The result of all these much-publicised travels is that, wherever you go, people talk about the world. The poor are amazed by the stories brought back by sailors. The rich discuss the further-flung reaches of the globe with the sure knowledge relayed to them by their peers and what they have read in books by men such as Dampier and Pitts. The wider world becomes a great topic of debate to which everyone can add their own opinion. Pepys sits down one afternoon in the Fleece Tavern and argues with two escaped white slaves that Algiers is more lenient to Christian slaves than the Plantations are to black ones: they soon put him right on the subject, telling him about the constant beatings on the feet and the belly. Evelyn has dinner-table conversations about events in China and Japan. Merchants from Königsberg tell their hosts in London how people in their country live in winter, fishing with nets half a mile long through holes in the ice and taking the fish to market in sledges, packed with snow.84 One day you may be discussing the Turkish military advance into Germany and how the German emperor drinks too much, and another day you might be talking about the unscrupulousness of Moroccan warlords, or chatting about the Hottentots’ practice of semi-castration, or gazing in astonishment at a book in Chinese or Russian.85 The newspapers help circulate the knowledge of foreign events, so that you may find yourself in a London coffee shop reading about the defeat of Don John of Austria at Ameixial at the end of June 1663, or the destruction of Lima in a major earthquake at the end of May 1688.86 In fact, literate Londoners are just as much aware of recent events elsewhere in the known world as most modern people – with the principal difference that there is a time delay proportionate to the distance that the news has to travel.

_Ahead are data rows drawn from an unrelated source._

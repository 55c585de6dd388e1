/// Current UTC timestamp in milliseconds
pub fn now_millis() -> i64 {
    chrono::Utc::now().timestamp_millis()
}

/// Generate a Snowflake-style i64 for use as resource ID.
///
/// Layout (53 bits, fits in JavaScript's Number.MAX_SAFE_INTEGER):
///   - 41 bits: milliseconds since 2024-01-01 UTC (~69 years)
///   - 12 bits: random (4096 values per ms)
pub fn snowflake_id() -> i64 {
    use rand::Rng;
    // Custom epoch: 2024-01-01 00:00:00 UTC
    const EPOCH_MS: i64 = 1_704_067_200_000;
    let now = now_millis();
    let ts = (now - EPOCH_MS) & 0x1FF_FFFF_FFFF; // 41 bits
    let rand_bits: i64 = rand::thread_rng().gen_range(0..0x1000); // 12 bits
    (ts << 12) | rand_bits
}

#[cfg(test)]
mod tests {
    use super::*;

    #[test]
    fn snowflake_ids_are_positive_and_ordered_across_time() {
        let a = snowflake_id();
        assert!(a > 0);
        // Same millisecond may collide in the random bits; distinct
        // milliseconds must strictly increase in the timestamp bits.
        std::thread::sleep(std::time::Duration::from_millis(2));
        let b = snowflake_id();
        assert!(b >> 12 > a >> 12);
    }
}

The Battle of Ameixial in Portugal, for example, takes place on 8 June 1663, three weeks before it appears in a London newspaper. The earthquake that destroys Lima actually happens on 20 October 1687, seven months before the London newspapers report it.
Scientific Knowledge
On 28 November 1660, a committee of learned gentlemen meets in London to discuss the formation of a new college or philosophical society for the exploration of scientific matters. Two years later their organisation receives a royal charter and becomes the Royal Society. Three years after that it starts publishing its Philosophical Transactions. As you are no doubt aware, this is a supremely important development in the history of science. It provides the institutional focus for international excellence in natural philosophy (as science is called at this time), which is just emerging as the prime discipline for understanding the depth and breadth of Creation.

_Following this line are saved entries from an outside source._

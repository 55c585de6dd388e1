//! Order fulfillment workflow engine
//!
//! The operations that move an order from creation through broadcast,
//! supplier confirmation, admin-mediated forwarding to the buyer, and
//! completion. Every logical transition runs inside a single database
//! transaction; cross-row invariants (order-number uniqueness, at most one
//! forwarded confirmation per order, one submission per supplier) are
//! enforced by uniqueness constraints rather than check-then-act reads.
//! Notification fan-out happens after commit and is best-effort.

pub mod forwarding;
pub mod orders;
pub mod submissions;

/// Prefix for allocated order numbers (`ORD-<n>`).
pub const ORDER_PREFIX: &str = "ORD";
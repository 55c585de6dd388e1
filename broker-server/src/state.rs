//! Application state for broker-server

use std::sync::Arc;

use sqlx::SqlitePool;

use crate::config::Config;
use crate::db;
use crate::notify::{DbNotificationSink, NotificationSink};

type BoxError = Box<dyn std::error::Error + Send + Sync>;

/// Shared application state
#[derive(Clone)]
pub struct AppState {
    /// SQLite connection pool
    pub pool: SqlitePool,
    /// Notification delivery sink
    pub notifier: Arc<dyn NotificationSink>,
    /// JWT secret for API authentication
    pub jwt_secret: String,
}

impl AppState {
    pub async fn new(config: &Config) -> Result<Self, BoxError> {
        let pool = db::connect(&config.database_path).await?;
        let notifier: Arc<dyn NotificationSink> = Arc::new(DbNotificationSink::new(pool.clone()));

        Ok(Self {
            pool,
            notifier,
            jwt_secret: config.jwt_secret.clone(),
        })
    }
}
//! Health check endpoint

use axum::Json;

pub async fn health_check() -> Json<serde_json::Value> {
    Json(serde_json::json!({
        "status": "ok",
        "service": "broker-server",
        "version": env!("CARGO_PKG_VERSION"),
    }))
}
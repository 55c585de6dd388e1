//! Database Module
//!
//! SQLite connection pool and migrations.

pub mod confirmations;
pub mod fleet;
pub mod notifications;
pub mod orders;
pub mod submissions;

use shared::error::AppError;
use sqlx::sqlite::{SqliteConnectOptions, SqliteJournalMode, SqlitePoolOptions, SqliteSynchronous};
use sqlx::SqlitePool;
use std::str::FromStr;
use std::time::Duration;

/// Open the database and apply migrations.
///
/// WAL journal with a 5s busy timeout: concurrent workflow transactions wait
/// for the single writer instead of failing immediately.
pub async fn connect(db_path: &str) -> Result<SqlitePool, AppError> {
    let options = SqliteConnectOptions::from_str(&format!("sqlite:{db_path}"))
        .map_err(|e| AppError::database(format!("Invalid database path: {e}")))?
        .create_if_missing(true)
        .journal_mode(SqliteJournalMode::Wal)
        .synchronous(SqliteSynchronous::Normal)
        .busy_timeout(Duration::from_secs(5))
        .foreign_keys(true);

    let pool = SqlitePoolOptions::new()
        .max_connections(5)
        .connect_with(options)
        .await
        .map_err(|e| AppError::database(format!("Failed to open database: {e}")))?;

    tracing::info!("Database connection established (SQLite WAL, busy_timeout=5000ms)");

    sqlx::migrate!("./migrations")
        .run(&pool)
        .await
        .map_err(|e| AppError::database(format!("Failed to apply migrations: {e}")))?;
    tracing::info!("Database migrations applied");

    Ok(pool)
}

This emphasis on Creation, with its religious connotations, is important. In the modern world we are prone to see religion and science as operating antagonistically, but in the seventeenth century they are one and the same thing. Previously unknown plants and animals discovered in the New World are immediately understood to have been created by God. People want to know their properties, to see whether they were put on Earth to be useful to mankind in some way – as medicines or dyes, for instance. Scientists are thus driven on by both their thirst for knowledge and by their quest for spiritual enlightenment. Robert Boyle is particularly interested in the nature and extent of Creation: not only does this intensify his interest in the natural world but it leads him to pay for the translation of the Bible into foreign languages and to send out missionaries to convert indigenous peoples of other continents. Isaac Newton knows the Bible better than anyone, and writes several theological treatises alongside his scientific works. The astronomer John Flamsteed is an ordained clergyman. Robert Hooke’s depictions of the minutiae of life are part of his attempt to show the machinery of Creation in greater detail. It is hardly surprising that so many scientific breakthroughs are made in this period. As history has shown repeatedly over the centuries, if you really want to make something happen, make it a spiritual quest.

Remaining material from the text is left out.